**Exercise description:**
Report every line from the material that contains the word "Number".
---------------
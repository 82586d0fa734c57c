//! Backend appointment JSON to `QueueSnapshot` converter.

use chrono::{DateTime, NaiveDateTime, TimeZone, Utc};
use queue_core::{Appointment, AppointmentStatus, QueueConfig, QueueError, QueueSnapshot};
use serde_json::Value;

/// Records accepted from a payload, plus how many were dropped.
#[derive(Debug, Clone, Default, PartialEq)]
pub struct ParsedAppointments {
    pub appointments: Vec<Appointment>,
    pub skipped: usize,
}

/// Summarize today's queue from a JSON string.
pub fn summarize_appointments_str(
    payload_json: &str,
    config: &QueueConfig,
    now: DateTime<Utc>,
) -> Result<QueueSnapshot, QueueError> {
    let value: Value =
        serde_json::from_str(payload_json).map_err(|err| QueueError::Parse(err.to_string()))?;
    summarize_appointments_value(&value, config, now)
}

/// Summarize today's queue from a `serde_json::Value`.
pub fn summarize_appointments_value(
    payload: &Value,
    config: &QueueConfig,
    now: DateTime<Utc>,
) -> Result<QueueSnapshot, QueueError> {
    config.validate()?;
    let parsed = parse_appointments(payload)?;
    Ok(QueueSnapshot::build(&parsed.appointments, config, now).with_skipped(parsed.skipped))
}

/// Extract appointments from the payload, isolating malformed records.
///
/// Accepts a bare array or an envelope with `data`, `appointments`, `items`
/// or `results`. A record without an id is skipped; a record with an
/// unreadable start keeps `start = None`.
pub fn parse_appointments(payload: &Value) -> Result<ParsedAppointments, QueueError> {
    let records = envelope_records(payload)?;
    tracing::debug!(records = records.len(), "parsing appointment payload");

    let mut parsed = ParsedAppointments::default();
    for (index, record) in records.iter().enumerate() {
        match parse_record(record) {
            Some(appointment) => {
                if appointment.start.is_none() {
                    tracing::warn!(id = %appointment.id, "appointment has no readable start");
                }
                parsed.appointments.push(appointment);
            }
            None => {
                tracing::warn!(index, "skipping appointment record without id");
                parsed.skipped += 1;
            }
        }
    }

    Ok(parsed)
}

fn envelope_records(payload: &Value) -> Result<&[Value], QueueError> {
    match payload {
        Value::Null => Err(QueueError::MissingData),
        Value::Array(items) => Ok(items.as_slice()),
        Value::Object(obj) => ["data", "appointments", "items", "results"]
            .iter()
            .find_map(|key| obj.get(*key).and_then(Value::as_array))
            .map(Vec::as_slice)
            .ok_or_else(|| {
                QueueError::Parse("Expected an appointment array or data envelope".to_string())
            }),
        other => Err(QueueError::Parse(format!(
            "Expected an appointment array, received {}",
            json_kind(other)
        ))),
    }
}

fn parse_record(record: &Value) -> Option<Appointment> {
    if !record.is_object() {
        return None;
    }

    let id = extract_id(record, &["id", "appointmentId", "appointment_id"])?;

    let status = extract_text(record, &["status"])
        .map(|raw| AppointmentStatus::parse(&raw))
        .unwrap_or(AppointmentStatus::Unknown);

    Some(Appointment {
        id,
        patient_id: extract_id(record, &["patientId", "patient_id"])
            .or_else(|| nested_id(record, "patient"))
            .unwrap_or_default(),
        provider_id: extract_id(record, &["providerId", "provider_id", "dentistId"])
            .or_else(|| nested_id(record, "provider"))
            .unwrap_or_default(),
        start: extract_datetime(record, &["start", "startTime", "start_time", "scheduledAt"]),
        status,
        service_code: extract_text(
            record,
            &["serviceCode", "service_code", "appointmentType", "appointment_type"],
        ),
        patient_name: extract_text(record, &["patientName", "patient_name"])
            .or_else(|| nested_name(record, "patient")),
        provider_name: extract_text(record, &["providerName", "provider_name"])
            .or_else(|| nested_name(record, "provider")),
    })
}

fn extract_id(record: &Value, fields: &[&str]) -> Option<String> {
    fields
        .iter()
        .filter_map(|field| record.get(*field))
        .find_map(id_text)
}

fn id_text(value: &Value) -> Option<String> {
    match value {
        Value::String(text) if !text.trim().is_empty() => Some(text.trim().to_string()),
        Value::Number(number) => Some(number.to_string()),
        _ => None,
    }
}

fn nested_id(record: &Value, field: &str) -> Option<String> {
    record.get(field).and_then(|obj| obj.get("id")).and_then(id_text)
}

fn nested_name(record: &Value, field: &str) -> Option<String> {
    let obj = record.get(field)?;
    if let Some(name) = obj.get("name").and_then(Value::as_str) {
        return non_blank(name);
    }

    let parts: Vec<&str> = ["firstName", "lastName"]
        .iter()
        .filter_map(|key| obj.get(*key).and_then(Value::as_str))
        .map(str::trim)
        .filter(|part| !part.is_empty())
        .collect();

    if parts.is_empty() {
        None
    } else {
        Some(parts.join(" "))
    }
}

fn extract_text(record: &Value, fields: &[&str]) -> Option<String> {
    fields
        .iter()
        .filter_map(|field| record.get(*field).and_then(Value::as_str))
        .find_map(non_blank)
}

fn non_blank(text: &str) -> Option<String> {
    let trimmed = text.trim();
    if trimmed.is_empty() {
        None
    } else {
        Some(trimmed.to_string())
    }
}

fn extract_datetime(record: &Value, fields: &[&str]) -> Option<DateTime<Utc>> {
    for field in fields {
        let Some(value) = record.get(*field) else {
            continue;
        };

        if let Some(text) = value.as_str() {
            if let Some(dt) = parse_datetime(text) {
                return Some(dt);
            }
        }

        if let Some(millis) = value.as_i64() {
            if let Some(dt) = Utc.timestamp_millis_opt(millis).single() {
                return Some(dt);
            }
        }
    }
    None
}

fn parse_datetime(value: &str) -> Option<DateTime<Utc>> {
    let value = value.trim();
    if let Ok(dt) = DateTime::parse_from_rfc3339(value) {
        return Some(dt.with_timezone(&Utc));
    }

    ["%Y-%m-%dT%H:%M:%S%.f", "%Y-%m-%dT%H:%M", "%Y-%m-%d %H:%M:%S"]
        .iter()
        .find_map(|format| NaiveDateTime::parse_from_str(value, format).ok())
        .map(|naive| naive.and_utc())
}

fn json_kind(value: &Value) -> &'static str {
    match value {
        Value::Null => "null",
        Value::Bool(_) => "boolean",
        Value::Number(_) => "number",
        Value::String(_) => "string",
        Value::Array(_) => "array",
        Value::Object(_) => "object",
    }
}
//! Config command for showing and validating configuration

use anyhow::Result;
use std::path::Path;

use salmontt::config::{global_config_path, Config, PROJECT_CONFIG};
use salmontt::output::Output;

/// Print the effective configuration as frontmatter
pub fn cmd_config_show(config: &Config) -> Result<()> {
    print!("{}", config.to_frontmatter()?);
    Ok(())
}

/// Load every config source and report which ones were used
pub fn cmd_config_validate(explicit: Option<&Path>, output: &Output) -> Result<()> {
    let sources: Vec<String> = match explicit {
        Some(path) => vec![path.display().to_string()],
        None => global_config_path()
            .into_iter()
            .chain(std::iter::once(Path::new(PROJECT_CONFIG).to_path_buf()))
            .filter(|path| path.exists())
            .map(|path| path.display().to_string())
            .collect(),
    };

    match Config::load(explicit) {
        Ok(_) => {
            if sources.is_empty() {
                output.success("No config files found; using defaults");
            } else {
                output.success("Configuration is valid");
                for source in &sources {
                    output.detail(source);
                }
            }
            Ok(())
        }
        Err(err) => {
            output.error(&format!("{:#}", err));
            std::process::exit(1);
        }
    }
}
use anyhow::Result;

use super::record_repository::{RecordRepository, StoredRecord};

/// In-memory implementation of RecordRepository.
#[derive(Debug, Clone)]
pub struct InMemoryRepository<R> {
    records: Vec<StoredRecord<R>>,
}

impl<R> Default for InMemoryRepository<R> {
    fn default() -> Self {
        Self::new()
    }
}

impl<R> InMemoryRepository<R> {
    /// Create a new empty InMemoryRepository.
    pub fn new() -> Self {
        Self {
            records: Vec::new(),
        }
    }
}

impl<R: Clone> RecordRepository<R> for InMemoryRepository<R> {
    fn save(&mut self, record: R) -> Result<usize> {
        let position = self.records.len() + 1;
        self.records.push(StoredRecord {
            position,
            registered_at: crate::utc_now_iso(),
            record,
        });
        Ok(position)
    }

    fn list_all(&self) -> Result<Vec<StoredRecord<R>>> {
        Ok(self.records.clone())
    }

    fn count(&self) -> usize {
        self.records.len()
    }

    fn recent(&self, count: usize) -> Result<Vec<StoredRecord<R>>> {
        let skip = self.records.len().saturating_sub(count);
        Ok(self.records[skip..].to_vec())
    }
}
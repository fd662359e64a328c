//! Employee records.

use serde::{Deserialize, Serialize};
use std::fmt;

use super::{Person, JOB_TITLE_MAX};
use crate::validator::{Validate, Validator, Violation};

#[derive(Debug, Clone, PartialEq, Serialize, Deserialize)]
pub struct Employee {
    #[serde(flatten)]
    pub person: Person,
    pub job_title: String,
    /// Monthly salary in Chilean pesos
    pub salary: f64,
}

impl Employee {
    pub fn new(person: Person, job_title: impl Into<String>, salary: f64) -> Self {
        Self {
            person,
            job_title: job_title.into(),
            salary,
        }
    }
}

impl Validate for Employee {
    fn violations(&self) -> Vec<Violation> {
        let mut violations = self.person.violations();
        violations.extend(
            Validator::of(&self.job_title)
                .named("job title")
                .not_null()
                .not_empty()
                .max_length(JOB_TITLE_MAX)
                .into_violations(),
        );
        violations.extend(
            Validator::of(&self.salary)
                .named("salary")
                .greater_than(0.0)
                .into_violations(),
        );
        violations
    }
}

impl fmt::Display for Employee {
    fn fmt(&self, f: &mut fmt::Formatter<'_>) -> fmt::Result {
        writeln!(f, "Employee: {}", self.person.full_name())?;
        writeln!(f, "  RUT: {}", self.person.rut)?;
        writeln!(f, "  Job title: {}", self.job_title)?;
        writeln!(f, "  Salary: ${}", self.salary)?;
        write!(f, "  Address: {}", self.person.address)
    }
}
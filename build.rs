use std::process::Command;

/// Read a build stamp from the environment, falling back to running a command.
fn stamp(var: &str, program: &str, args: &[&str]) -> String {
    std::env::var(var).unwrap_or_else(|_| {
        Command::new(program)
            .args(args)
            .output()
            .map(|output| String::from_utf8_lossy(&output.stdout).trim().to_string())
            .ok()
            .filter(|value| !value.is_empty())
            .unwrap_or_else(|| "unknown".to_string())
    })
}

fn main() {
    let git_sha = stamp("GIT_SHA", "git", &["rev-parse", "--short", "HEAD"]);
    println!("cargo:rustc-env=GIT_SHA={}", git_sha);

    let build_date = stamp("BUILD_DATE", "date", &["+%Y-%m-%d"]);
    println!("cargo:rustc-env=BUILD_DATE={}", build_date);
}
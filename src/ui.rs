//! Centralized color and formatting helpers for console output.

/// Check if quiet mode is enabled via the `SALMONTT_QUIET` environment variable
pub fn is_quiet() -> bool {
    std::env::var("SALMONTT_QUIET")
        .map(|v| v == "1" || v.eq_ignore_ascii_case("true"))
        .unwrap_or(false)
}

/// Color scheme for console text
pub mod colors {
    use colored::{ColoredString, Colorize};

    /// Green for success
    pub fn success(text: &str) -> ColoredString {
        text.green()
    }

    /// Yellow for warnings and rejected input
    pub fn warning(text: &str) -> ColoredString {
        text.yellow()
    }

    /// Red for errors
    pub fn error(text: &str) -> ColoredString {
        text.red()
    }

    /// Bold for headings
    pub fn heading(text: &str) -> ColoredString {
        text.bold()
    }
}

/// Common text formatting patterns
pub mod format {
    /// Format a monetary amount in pesos, e.g. `$750000 pesos`
    pub fn pesos(amount: f64) -> String {
        format!("${} pesos", amount)
    }
}

#[cfg(test)]
mod tests {
    use super::*;

    #[test]
    #[serial_test::serial]
    fn test_is_quiet_reads_env() {
        std::env::set_var("SALMONTT_QUIET", "true");
        assert!(is_quiet());
        std::env::set_var("SALMONTT_QUIET", "0");
        assert!(!is_quiet());
        std::env::remove_var("SALMONTT_QUIET");
        assert!(!is_quiet());
    }

    #[test]
    fn test_pesos() {
        assert_eq!(format::pesos(950000.0), "$950000 pesos");
        assert_eq!(format::pesos(1234.5), "$1234.5 pesos");
    }
}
---------------
**Exercise answer:**
        Value::Number(number) => Some(number.to_string()),
        Value::Number(_) => "number",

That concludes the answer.